Count, in the data that follows, every line with the string "exact", and give that count as the whole reply.
———
/// End-to-end integration tests for the history store
///
/// These tests build a fake `~/.claude` tree and drive it through the public API:
/// discovery → session metadata → entries → agent trees
mod common;

use claude_history::discovery::{discover_agents, discover_projects, list_session_files};
use claude_history::models::SessionSource;
use claude_history::parsers::count_entries;
use claude_history::session::{summarize_session, truncate_prompt};
use claude_history::{
    EntryType, HistoryStore, MalformedPolicy, QueryScope, ScanControl, StoreConfig, scan_entries,
};
use claude_history::filters::AgentSearch;
use claude_history::{FilterOptions, HistoryError, read_entries};
use common::{
    ClaudeDirBuilder, EntryBuilder, PROJECT_NAME, PROJECT_PATH, SESSION_A, SESSION_B, agent_path,
    realistic_claude_dir, user_entries,
};
use serde_json::json;

fn store_for(builder: &ClaudeDirBuilder) -> HistoryStore {
    HistoryStore::new(StoreConfig::new(builder.path()))
}

#[test]
fn test_e2e_read_every_line() {
    let builder = ClaudeDirBuilder::new().with_session(PROJECT_NAME, SESSION_A, &user_entries(25));
    let path = builder.project_dir(PROJECT_NAME).join(format!("{}.jsonl", SESSION_A));

    let entries = read_entries(&path, MalformedPolicy::Skip).unwrap();
    assert_eq!(entries.len(), 25);
    assert_eq!(entries[0].text_content(), "message 0");
    assert_eq!(entries[24].text_content(), "message 24");
    assert_eq!(count_entries(&path, MalformedPolicy::Skip).unwrap(), 25);
}

#[test]
fn test_e2e_early_stop_visits_at_most_k() {
    let builder = ClaudeDirBuilder::new().with_session(PROJECT_NAME, SESSION_A, &user_entries(50));
    let path = builder.project_dir(PROJECT_NAME).join(format!("{}.jsonl", SESSION_A));

    for k in [1, 3, 49] {
        let mut seen = 0;
        let outcome = scan_entries(&path, MalformedPolicy::Skip, |_| {
            seen += 1;
            if seen == k { ScanControl::Stop } else { ScanControl::Continue }
        })
        .unwrap();

        assert!(outcome.was_stopped());
        assert_eq!(outcome.visited(), k);
        assert_eq!(seen, k);
    }

    let outcome = scan_entries(&path, MalformedPolicy::Skip, |_| ScanControl::Continue).unwrap();
    assert!(!outcome.was_stopped());
    assert_eq!(outcome.visited(), 50);
}

#[test]
fn test_e2e_list_sessions_newest_first() {
    let builder = realistic_claude_dir();
    let store = store_for(&builder);
    let project_dir = store.project_dir(PROJECT_PATH).unwrap();

    let sessions = store.list_sessions(&project_dir).unwrap();
    let ids: Vec<&str> = sessions.iter().map(|s| s.id.as_str()).collect();
    assert_eq!(ids, vec![SESSION_A, SESSION_B]);

    let newest = &sessions[0];
    assert_eq!(newest.source, SessionSource::Scan);
    assert_eq!(newest.message_count, 4);
    assert_eq!(newest.first_prompt, "Refactor the parser");
    assert_eq!(newest.created.unwrap().to_rfc3339(), "2026-01-15T09:59:00+00:00");
    assert_eq!(newest.modified.unwrap().to_rfc3339(), "2026-01-15T10:02:00+00:00");
}

#[test]
fn test_e2e_sessions_without_conversation_are_dropped() {
    let builder = ClaudeDirBuilder::new()
        .with_session(PROJECT_NAME, SESSION_A, &[EntryBuilder::system(), EntryBuilder::system()])
        .with_session(PROJECT_NAME, SESSION_B, &user_entries(1));
    let store = store_for(&builder);
    let project_dir = store.project_dir(PROJECT_PATH).unwrap();

    let sessions = store.list_sessions(&project_dir).unwrap();
    assert_eq!(sessions.len(), 1);
    assert_eq!(sessions[0].id, SESSION_B);
}

#[test]
fn test_e2e_metadata_is_idempotent() {
    let builder = realistic_claude_dir();
    let path = builder.project_dir(PROJECT_NAME).join(format!("{}.jsonl", SESSION_A));

    let first = summarize_session(&path, MalformedPolicy::Skip).unwrap();
    let second = summarize_session(&path, MalformedPolicy::Skip).unwrap();
    assert_eq!(first, second);
}

#[test]
fn test_e2e_index_takes_precedence_and_count_agrees() {
    let builder = realistic_claude_dir().with_index(
        PROJECT_NAME,
        json!({
            "version": 1,
            "entries": [{
                "sessionId": SESSION_A,
                "projectPath": PROJECT_PATH,
                "firstPrompt": "Indexed prompt",
                "summary": "Parser refactor",
                "messageCount": 4,
                "created": "2026-01-15T09:59:00Z",
                "modified": "2026-01-15T10:02:00Z"
            }]
        }),
    );
    let store = store_for(&builder);
    let project_dir = store.project_dir(PROJECT_PATH).unwrap();

    let indexed = store.find_session(&project_dir, SESSION_A).unwrap();
    assert_eq!(indexed.source, SessionSource::Index);
    assert_eq!(indexed.first_prompt, "Indexed prompt");
    assert_eq!(indexed.summary, "Parser refactor");

    let scanned = summarize_session(&indexed.file_path, MalformedPolicy::Skip).unwrap();
    assert_eq!(indexed.message_count, scanned.message_count);

    // Sessions missing from the index still come from a scan
    let other = store.find_session(&project_dir, SESSION_B).unwrap();
    assert_eq!(other.source, SessionSource::Scan);
}

#[test]
fn test_e2e_project_discovery() {
    let builder = ClaudeDirBuilder::new()
        .with_project("-Users-test-project1")
        .with_project("not-encoded")
        .with_session(PROJECT_NAME, SESSION_A, &user_entries(1));

    let projects = discover_projects(&builder.path()).unwrap();
    let names: Vec<&str> = projects.iter().map(|p| p.encoded_name.as_str()).collect();
    assert_eq!(names, vec!["-Users-test-project1", PROJECT_NAME]);
    assert_eq!(projects[0].project_path.to_str(), Some("/Users/test/project1"));
}

#[test]
fn test_e2e_session_file_naming() {
    let builder = ClaudeDirBuilder::new()
        .with_session(PROJECT_NAME, SESSION_A, &user_entries(1))
        .with_raw_file(PROJECT_NAME, "not-a-uuid.jsonl", "{}")
        .with_raw_file(PROJECT_NAME, "-work-app.jsonl", "{}")
        .with_raw_file(PROJECT_NAME, "sessions-index.json", "{}");

    let files = list_session_files(&builder.project_dir(PROJECT_NAME)).unwrap();
    assert_eq!(files.keys().collect::<Vec<_>>(), vec![SESSION_A]);
}

#[test]
fn test_e2e_agents_found_at_every_depth() {
    const DEPTH: usize = 6;
    let chain: Vec<String> = (0..DEPTH).map(|d| format!("d{}", d)).collect();

    let mut builder =
        ClaudeDirBuilder::new().with_session(PROJECT_NAME, SESSION_A, &user_entries(1));
    for end in 1..=DEPTH {
        let links: Vec<&str> = chain[..end].iter().map(String::as_str).collect();
        builder = builder.with_agent(PROJECT_NAME, SESSION_A, &links, &user_entries(end));
    }

    let session_dir = builder.project_dir(PROJECT_NAME).join(SESSION_A);
    let listing = discover_agents(&session_dir).unwrap();
    assert_eq!(listing.len(), DEPTH);

    let deepest = listing.get("d5").unwrap();
    assert_eq!(deepest.depth, DEPTH);
    assert_eq!(deepest.parent_id.as_deref(), Some("d4"));
    let links: Vec<&str> = chain.iter().map(String::as_str).collect();
    assert_eq!(deepest.path, agent_path(&session_dir, &links));
    assert_eq!(listing.get("d0").unwrap().parent_id, None);
}

#[test]
fn test_e2e_no_subagents_dir_means_no_agents() {
    let builder = ClaudeDirBuilder::new().with_session(PROJECT_NAME, SESSION_A, &user_entries(3));
    let listing = discover_agents(&builder.project_dir(PROJECT_NAME).join(SESSION_A)).unwrap();
    assert!(listing.is_empty());
}

#[test]
fn test_e2e_agent_tree() {
    let builder = realistic_claude_dir();
    let store = store_for(&builder);
    let project_dir = store.project_dir(PROJECT_PATH).unwrap();

    let tree = store.build_tree(&project_dir, SESSION_A).unwrap();
    assert!(tree.is_root());
    assert_eq!(tree.session_id, SESSION_A);
    assert_eq!(tree.entry_count, 4);
    assert_eq!(tree.descendant_count(), 3);

    let a1 = tree.find("a1").unwrap();
    assert_eq!(a1.entry_count, 2);
    assert_eq!(a1.children.len(), 1);
    assert_eq!(a1.children[0].agent_id, "b1");
    assert_eq!(a1.children[0].entry_count, 1);

    let explore = tree.find("aexplore-c2").unwrap();
    assert_eq!(explore.agent_type, "explore");
    assert!(explore.children.is_empty());
}

#[test]
fn test_e2e_query_scopes() {
    let builder = realistic_claude_dir();
    let store = store_for(&builder);
    let project_dir = store.project_dir(PROJECT_PATH).unwrap();
    let no_filters = FilterOptions::default();
    let session_id = SESSION_A.to_string();

    let session_only =
        QueryScope::Session { session_id: session_id.clone(), include_agents: false };
    assert_eq!(store.query(&project_dir, &session_only, &no_filters).unwrap().len(), 4);

    let with_agents = QueryScope::Session { session_id: session_id.clone(), include_agents: true };
    assert_eq!(store.query(&project_dir, &with_agents, &no_filters).unwrap().len(), 8);

    let agent = QueryScope::Agent { session_id, agent_id: "b1".to_string() };
    let entries = store.query(&project_dir, &agent, &no_filters).unwrap();
    assert_eq!(entries.len(), 1);
    assert_eq!(entries[0].agent_id, "b1");

    let project = QueryScope::Project { include_agents: false };
    assert_eq!(store.query(&project_dir, &project, &no_filters).unwrap().len(), 6);
}

#[test]
fn test_e2e_prefix_resolution() {
    let builder = realistic_claude_dir();
    let store = store_for(&builder);
    let project_dir = store.project_dir(PROJECT_PATH).unwrap();

    assert_eq!(store.resolve_session_id(&project_dir, "6797").unwrap(), SESSION_A);
    assert_eq!(store.resolve_agent_id(&project_dir, SESSION_A, "aexp").unwrap(), "aexplore-c2");
    assert!(store.resolve_session_id(&project_dir, "ffff").unwrap_err().is_not_found());
}

#[test]
fn test_e2e_locate_session_and_agent_files() {
    let builder = realistic_claude_dir().with_session(
        "-work-other",
        "cd2e0000-0000-0000-0000-000000000000",
        &user_entries(1),
    );
    let store = store_for(&builder);
    let project_dir = store.project_dir(PROJECT_PATH).unwrap();

    assert_eq!(
        store.locate_session(SESSION_A).unwrap(),
        project_dir.join(format!("{}.jsonl", SESSION_A))
    );
    assert!(matches!(
        store.locate_session("cd2e").unwrap_err(),
        HistoryError::AmbiguousPrefix { .. }
    ));
    assert_eq!(
        store.agent_file(&project_dir, SESSION_A, "b1").unwrap(),
        agent_path(&project_dir.join(SESSION_A), &["a1", "b1"])
    );
    assert!(store.agent_file(&project_dir, SESSION_A, "zz").unwrap_err().is_not_found());
}

#[test]
fn test_e2e_find_agents_across_sessions_and_depths() {
    let builder = realistic_claude_dir();
    let store = store_for(&builder);
    let project_dir = store.project_dir(PROJECT_PATH).unwrap();

    let everything = store.find_agents(&project_dir, &AgentSearch::default()).unwrap();
    let mut found: Vec<(String, String)> =
        everything.iter().map(|m| (m.session_id.clone(), m.agent_id.clone())).collect();
    found.sort();
    let expected: Vec<(String, String)> = [
        (SESSION_A, ""),
        (SESSION_A, "a1"),
        (SESSION_A, "aexplore-c2"),
        (SESSION_A, "b1"),
        (SESSION_B, ""),
    ]
    .iter()
    .map(|(s, a)| (s.to_string(), a.to_string()))
    .collect();
    assert_eq!(found, expected);
    // Newest activity first; session B is a day older than everything in A
    assert_eq!(everything.last().unwrap().session_id, SESSION_B);

    let search = AgentSearch {
        explored: Some("**/*.rs".to_string()),
        start: Some("2026-01-15T00:00:00Z".parse().unwrap()),
        ..Default::default()
    };
    let readers = store.find_agents(&project_dir, &search).unwrap();
    assert_eq!(readers.len(), 1);
    assert_eq!(readers[0].agent_id, "a1");
    assert_eq!(readers[0].matched_files, vec!["/work/app/src/parser.rs"]);
}

#[test]
fn test_e2e_prompt_truncation_boundary() {
    let exact = "x".repeat(200);
    let over = "y".repeat(201);
    let builder = ClaudeDirBuilder::new()
        .with_session(PROJECT_NAME, SESSION_A, &[EntryBuilder::user().text(&exact)])
        .with_session(PROJECT_NAME, SESSION_B, &[EntryBuilder::user().text(&over)]);
    let store = store_for(&builder);
    let project_dir = store.project_dir(PROJECT_PATH).unwrap();

    assert_eq!(store.find_session(&project_dir, SESSION_A).unwrap().first_prompt, exact);

    let clipped = store.find_session(&project_dir, SESSION_B).unwrap().first_prompt;
    assert_eq!(clipped, format!("{}...", "y".repeat(200)));
    assert_eq!(clipped, truncate_prompt(&over));
}

#[test]
fn test_e2e_entry_types_survive_round_trip_through_store() {
    let builder = ClaudeDirBuilder::new().with_session(
        PROJECT_NAME,
        SESSION_A,
        &[
            EntryBuilder::user(),
            EntryBuilder::of_type("queue-operation"),
            EntryBuilder::of_type("brand-new-kind"),
        ],
    );
    let store = store_for(&builder);
    let project_dir = store.project_dir(PROJECT_PATH).unwrap();

    let types: Vec<EntryType> = store
        .session_entries(&project_dir, SESSION_A)
        .unwrap()
        .into_iter()
        .map(|e| e.entry_type)
        .collect();
    assert_eq!(
        types,
        vec![
            EntryType::User,
            EntryType::QueueOperation,
            EntryType::Other("brand-new-kind".to_string())
        ]
    );
}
———
> EXERCISE OUTPUT
3